Problem
Look through the entries below and extract exactly the lines from the one containing "impl std::fmt::Display for Gender" through the one containing "let mut profile = Self", ends included.
BEGIN Record extracts
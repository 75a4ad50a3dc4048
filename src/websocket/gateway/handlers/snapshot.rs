//! One-shot snapshot request handler.
//!
//! Acks `started` immediately, then runs dump→upload→liveness-check in a
//! spawned task so the session keeps serving other requests. The dump
//! process is attached to the session and dies with it.

use flamegate_core::capture_snapshot;
use tokio_util::sync::CancellationToken;
use tracing::warn;

use super::super::dispatch::DispatchContext;
use crate::websocket::protocol::{ErrorReply, SNAPSHOT_STARTED};

pub(crate) async fn capture(ctx: &DispatchContext, session_id: &str, pid: u32) -> Option<String> {
    let cancel = CancellationToken::new();
    ctx.connections
        .attach_process(session_id, cancel.clone())
        .await;

    let ctx = ctx.clone();
    let session = session_id.to_string();
    tokio::spawn(async move {
        let result = capture_snapshot(
            &ctx.supervisor,
            ctx.store.as_ref(),
            ctx.probe.as_ref(),
            &ctx.snapshot,
            pid,
            &cancel,
        )
        .await;

        let reply = match result {
            Ok(outcome) => serde_json::to_string(&outcome)
                .unwrap_or_else(|e| ErrorReply::json(e.to_string())),
            Err(e) => {
                warn!(session = %session, pid, error = %e, "snapshot failed");
                ErrorReply::json(e.classified())
            }
        };
        ctx.connections.deliver(&session, reply).await;
        ctx.connections.clear_process(&session).await;
    });

    Some(SNAPSHOT_STARTED.to_string())
}
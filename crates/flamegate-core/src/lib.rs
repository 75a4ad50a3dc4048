//! Flamegate Core - Capture Orchestration Engine
//!
//! This crate provides the orchestration layer of the flamegate
//! profiling gateway:
//! - Sessions: the Connection Registry binding transports to tasks
//! - Tasks: the registry of capture tasks that outlive connections
//! - Engine: the sample→render→publish state machine per capture task
//! - Supervisor: spawn/kill/cleanup of the external tools each cycle runs
//! - Collaborators: collector, renderer, artifact store, system probe
//! - Snapshot/Stream: the one-shot core-dump and live-aggregation modes
//!
//! Tracing semantics, image rendering, and storage durability live in
//! the external tools; this crate only orchestrates them.

#![forbid(unsafe_code)]
#![warn(missing_docs)]

pub mod collector;
pub mod engine;
pub mod error;
pub mod probe;
pub mod renderer;
pub mod sessions;
pub mod snapshot;
pub mod store;
pub mod stream;
pub mod supervisor;
pub mod tasks;

pub use collector::{DtraceCollector, TraceCollector};
pub use engine::{CaptureEngine, CaptureSpec, EngineConfig};
pub use error::{Error, Result};
pub use probe::{parse_process_list, ProcessInfo, PsProbe, SystemProbe};
pub use renderer::{FlameRenderer, StackvisRenderer};
pub use sessions::ConnectionRegistry;
pub use snapshot::{capture_snapshot, SnapshotConfig, SnapshotOutcome};
pub use store::{ArtifactStore, FsArtifactStore, HttpArtifactStore};
pub use stream::{start_live_stream, StreamConfig};
pub use supervisor::{
    CleanupGuard, ProcessOutcome, ProcessSpec, ProcessSupervisor, SupervisedChild,
};
pub use tasks::{CaptureTask, Subject, TaskRegistry, TaskStatus};
use chrono::NaiveDate;
use serde::{Deserialize, Serialize};

use super::{opt_string_or_number, string_or_number};

#[derive(Debug, Clone, Copy, PartialEq, Eq, Serialize, Deserialize)]
#[cfg_attr(feature = "ts", derive(ts_rs::TS), ts(export))]
pub enum Gender {
    Male,
    Female,
    Other,
}

impl std::fmt::Display for Gender {
    fn fmt(&self, f: &mut std::fmt::Formatter<'_>) -> std::fmt::Result {
        match self {
            Gender::Male => write!(f, "Male"),
            Gender::Female => write!(f, "Female"),
            Gender::Other => write!(f, "Other"),
        }
    }
}

/// A student record as returned by `/get_all_students` and
/// `/get_students_profile`.
#[derive(Debug, Clone, Default, PartialEq, Serialize, Deserialize)]
#[cfg_attr(feature = "ts", derive(ts_rs::TS), ts(export))]
#[serde(default)]
pub struct StudentProfile {
    #[serde(deserialize_with = "string_or_number")]
    pub student_id: String,
    pub name: String,
    pub dob: String,
    #[serde(deserialize_with = "string_or_number")]
    pub class_id: String,
    pub class_teacher: String,
    pub guardian_name: String,
    #[serde(deserialize_with = "string_or_number")]
    pub guardian_mob: String,
    pub guardian_mail: String,
    pub student_gender: String,
    #[serde(rename = "Remark")]
    pub remark: Option<String>,
}

impl StudentProfile {
    pub fn from_new(student_id: impl Into<String>, student: &NewStudent) -> Self {
        let mut profile = Self {
            student_id: student_id.into(),
            ..Default::default()
        };
        profile.apply(student);
        profile
    }

    /// Overwrite the editable fields with those of `student`
    pub fn apply(&mut self, student: &NewStudent) {
        self.name = student.name.clone();
        self.dob = student.dob.clone();
        self.class_id = student.class_id.clone();
        self.class_teacher = student.class_teacher.clone();
        self.guardian_name = student.guardian_name.clone();
        self.guardian_mob = student.guardian_mob.clone();
        self.guardian_mail = student.guardian_mail.clone();
        self.student_gender = student.student_gender.to_string();
    }
}

#[derive(Debug, Clone, Default, Serialize, Deserialize)]
#[cfg_attr(feature = "ts", derive(ts_rs::TS), ts(export))]
pub struct StudentsResponse {
    #[serde(rename = "Students", default)]
    pub students: Vec<StudentProfile>,
}

/// Body for creating or modifying a student.
#[derive(Debug, Clone, PartialEq, Serialize, Deserialize)]
#[cfg_attr(feature = "ts", derive(ts_rs::TS), ts(export))]
pub struct NewStudent {
    pub name: String,
    /// YYYY-MM-DD
    pub dob: String,
    pub class_id: String,
    pub class_teacher: String,
    pub guardian_name: String,
    pub guardian_mob: String,
    pub guardian_mail: String,
    pub student_gender: Gender,
}

impl NewStudent {
    /// Check the constraints the backend enforces, so obviously bad input
    /// never leaves the client.
    pub fn validate(&self) -> Result<(), String> {
        if self.name.trim().is_empty() {
            return Err("name must not be empty".to_string());
        }
        if NaiveDate::parse_from_str(&self.dob, "%Y-%m-%d").is_err() {
            return Err(format!("dob must be YYYY-MM-DD, got '{}'", self.dob));
        }
        if self.class_id.is_empty() || !self.class_id.chars().all(|c| c.is_ascii_digit()) {
            return Err(format!("class_id must be numeric, got '{}'", self.class_id));
        }
        let mob = &self.guardian_mob;
        if mob.len() != 10 || !mob.chars().all(|c| c.is_ascii_digit()) || mob.starts_with('0') {
            return Err(format!("guardian_mob must be a 10-digit number, got '{}'", mob));
        }
        match self.guardian_mail.split_once('@') {
            Some((user, domain)) if !user.is_empty() && domain.contains('.') => {}
            _ => return Err(format!("guardian_mail is not an email address: '{}'", self.guardian_mail)),
        }
        Ok(())
    }
}

/// Acknowledgement returned by `/add_student`. Newer backends include the
/// id of the created record.
#[derive(Debug, Clone, Default, Deserialize)]
#[serde(default)]
pub struct AddStudentResponse {
    pub message: Option<String>,
    #[serde(deserialize_with = "opt_string_or_number")]
    pub student_id: Option<String>,
}

#[cfg(test)]
mod tests {
    use super::*;

    fn sample() -> NewStudent {
        NewStudent {
            name: "Asha Rao".to_string(),
            dob: "2012-04-09".to_string(),
            class_id: "6".to_string(),
            class_teacher: "Mrs. Iyer".to_string(),
            guardian_name: "Ravi Rao".to_string(),
            guardian_mob: "9876543210".to_string(),
            guardian_mail: "ravi@example.com".to_string(),
            student_gender: Gender::Female,
        }
    }

    #[test]
    fn test_parse_backend_row() {
        let json = r#"{"student_id": 12, "name": "Asha Rao", "dob": "2012-04-09", "class_id": 6,
            "class_teacher": "Mrs. Iyer", "guardian_name": "Ravi Rao", "guardian_mob": 9876543210,
            "guardian_mail": "ravi@example.com", "student_gender": "Female", "Remark": null}"#;
        let student: StudentProfile = serde_json::from_str(json).expect("Failed to parse student JSON");
        assert_eq!(student.student_id, "12");
        assert_eq!(student.class_id, "6");
        assert_eq!(student.guardian_mob, "9876543210");
        assert_eq!(student.remark, None);
    }

    #[test]
    fn test_parse_students_response() {
        let json = r#"{"Students": [{"student_id": "1", "name": "A"}, {"student_id": 2, "name": "B", "Remark": "Good"}]}"#;
        let resp: StudentsResponse = serde_json::from_str(json).unwrap();
        assert_eq!(resp.students.len(), 2);
        assert_eq!(resp.students[1].student_id, "2");
        assert_eq!(resp.students[1].remark.as_deref(), Some("Good"));
    }

    #[test]
    fn test_from_new_and_apply() {
        let new = sample();
        let mut profile = StudentProfile::from_new("5", &new);
        assert_eq!(profile.student_id, "5");
        assert_eq!(profile.student_gender, "Female");

        profile.remark = Some("Keep it up".to_string());
        let mut changed = new.clone();
        changed.class_id = "7".to_string();
        profile.apply(&changed);
        assert_eq!(profile.class_id, "7");
        // Remark is not part of the editable fields
        assert_eq!(profile.remark.as_deref(), Some("Keep it up"));
    }

    #[test]
    fn test_validate() {
        assert!(sample().validate().is_ok());

        let mut bad = sample();
        bad.dob = "09-04-2012".to_string();
        assert!(bad.validate().unwrap_err().contains("dob"));

        let mut bad = sample();
        bad.guardian_mob = "12345".to_string();
        assert!(bad.validate().unwrap_err().contains("guardian_mob"));

        let mut bad = sample();
        bad.guardian_mail = "ravi.example.com".to_string();
        assert!(bad.validate().unwrap_err().contains("guardian_mail"));

        let mut bad = sample();
        bad.class_id = "six".to_string();
        assert!(bad.validate().is_err());
    }

    #[test]
    fn test_add_student_response_without_id() {
        let resp: AddStudentResponse =
            serde_json::from_str(r#"{"message": "Student added successfully"}"#).unwrap();
        assert_eq!(resp.student_id, None);

        let resp: AddStudentResponse = serde_json::from_str(r#"{"student_id": 41}"#).unwrap();
        assert_eq!(resp.student_id.as_deref(), Some("41"));
    }
}
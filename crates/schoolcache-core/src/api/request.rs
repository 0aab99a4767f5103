//! Per-call request configuration.

use std::collections::BTreeMap;
use std::time::Duration;

use serde::Serialize;
use serde_json::Value;

use super::ApiError;

#[derive(Debug, Clone, Copy, PartialEq, Eq, Hash)]
pub enum Method {
    Get,
    Post,
    Put,
    Delete,
}

impl Method {
    pub fn as_str(&self) -> &'static str {
        match self {
            Method::Get => "GET",
            Method::Post => "POST",
            Method::Put => "PUT",
            Method::Delete => "DELETE",
        }
    }

    /// Only reads are cached or served from cache
    pub fn is_read(&self) -> bool {
        matches!(self, Method::Get)
    }
}

impl std::fmt::Display for Method {
    fn fmt(&self, f: &mut std::fmt::Formatter<'_>) -> std::fmt::Result {
        f.write_str(self.as_str())
    }
}

impl From<Method> for reqwest::Method {
    fn from(method: Method) -> Self {
        match method {
            Method::Get => reqwest::Method::GET,
            Method::Post => reqwest::Method::POST,
            Method::Put => reqwest::Method::PUT,
            Method::Delete => reqwest::Method::DELETE,
        }
    }
}

#[derive(Debug, Clone)]
pub struct RequestConfig {
    pub method: Method,
    pub path: String,
    pub params: BTreeMap<String, String>,
    pub body: Option<Value>,
    /// Neither read a fallback nor write the response to the cache
    pub skip_cache: bool,
    /// Overrides the client's default timeout for this call
    pub timeout: Option<Duration>,
}

impl RequestConfig {
    pub fn new(method: Method, path: impl Into<String>) -> Self {
        Self {
            method,
            path: path.into(),
            params: BTreeMap::new(),
            body: None,
            skip_cache: false,
            timeout: None,
        }
    }

    pub fn get(path: impl Into<String>) -> Self {
        Self::new(Method::Get, path)
    }

    pub fn post(path: impl Into<String>) -> Self {
        Self::new(Method::Post, path)
    }

    pub fn put(path: impl Into<String>) -> Self {
        Self::new(Method::Put, path)
    }

    pub fn delete(path: impl Into<String>) -> Self {
        Self::new(Method::Delete, path)
    }

    pub fn param(mut self, key: impl Into<String>, value: impl ToString) -> Self {
        self.params.insert(key.into(), value.to_string());
        self
    }

    /// Attach a JSON body. Fails if `body` does not serialize.
    pub fn json<B: Serialize>(mut self, body: &B) -> Result<Self, ApiError> {
        let value = serde_json::to_value(body)
            .map_err(|e| ApiError::InvalidRequest(format!("Failed to serialize body: {}", e)))?;
        self.body = Some(value);
        Ok(self)
    }

    pub fn skip_cache(mut self) -> Self {
        self.skip_cache = true;
        self
    }

    pub fn timeout(mut self, timeout: Duration) -> Self {
        self.timeout = Some(timeout);
        self
    }

    /// Whether this call reads and writes the response cache
    pub fn uses_cache(&self) -> bool {
        self.method.is_read() && !self.skip_cache
    }

    /// Reject a path the client cannot send. Besides being non-empty, the
    /// path must start with `/`: it is appended verbatim to the base URL,
    /// and `students` would otherwise produce `http://host:8000students`.
    pub fn validate(&self) -> Result<(), ApiError> {
        if self.path.is_empty() {
            return Err(ApiError::InvalidRequest("path must not be empty".to_string()));
        }
        if !self.path.starts_with('/') {
            return Err(ApiError::InvalidRequest(format!(
                "path must start with '/': {}",
                self.path
            )));
        }
        Ok(())
    }
}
END Record extracts
Exercise output
impl std::fmt::Display for Gender {
    fn fmt(&self, f: &mut std::fmt::Formatter<'_>) -> std::fmt::Result {
        match self {
            Gender::Male => write!(f, "Male"),
            Gender::Female => write!(f, "Female"),
            Gender::Other => write!(f, "Other"),
        }
    }
}

/// A student record as returned by `/get_all_students` and
/// `/get_students_profile`.
#[derive(Debug, Clone, Default, PartialEq, Serialize, Deserialize)]
#[cfg_attr(feature = "ts", derive(ts_rs::TS), ts(export))]
#[serde(default)]
pub struct StudentProfile {
    #[serde(deserialize_with = "string_or_number")]
    pub student_id: String,
    pub name: String,
    pub dob: String,
    #[serde(deserialize_with = "string_or_number")]
    pub class_id: String,
    pub class_teacher: String,
    pub guardian_name: String,
    #[serde(deserialize_with = "string_or_number")]
    pub guardian_mob: String,
    pub guardian_mail: String,
    pub student_gender: String,
    #[serde(rename = "Remark")]
    pub remark: Option<String>,
}

impl StudentProfile {
    pub fn from_new(student_id: impl Into<String>, student: &NewStudent) -> Self {
        let mut profile = Self {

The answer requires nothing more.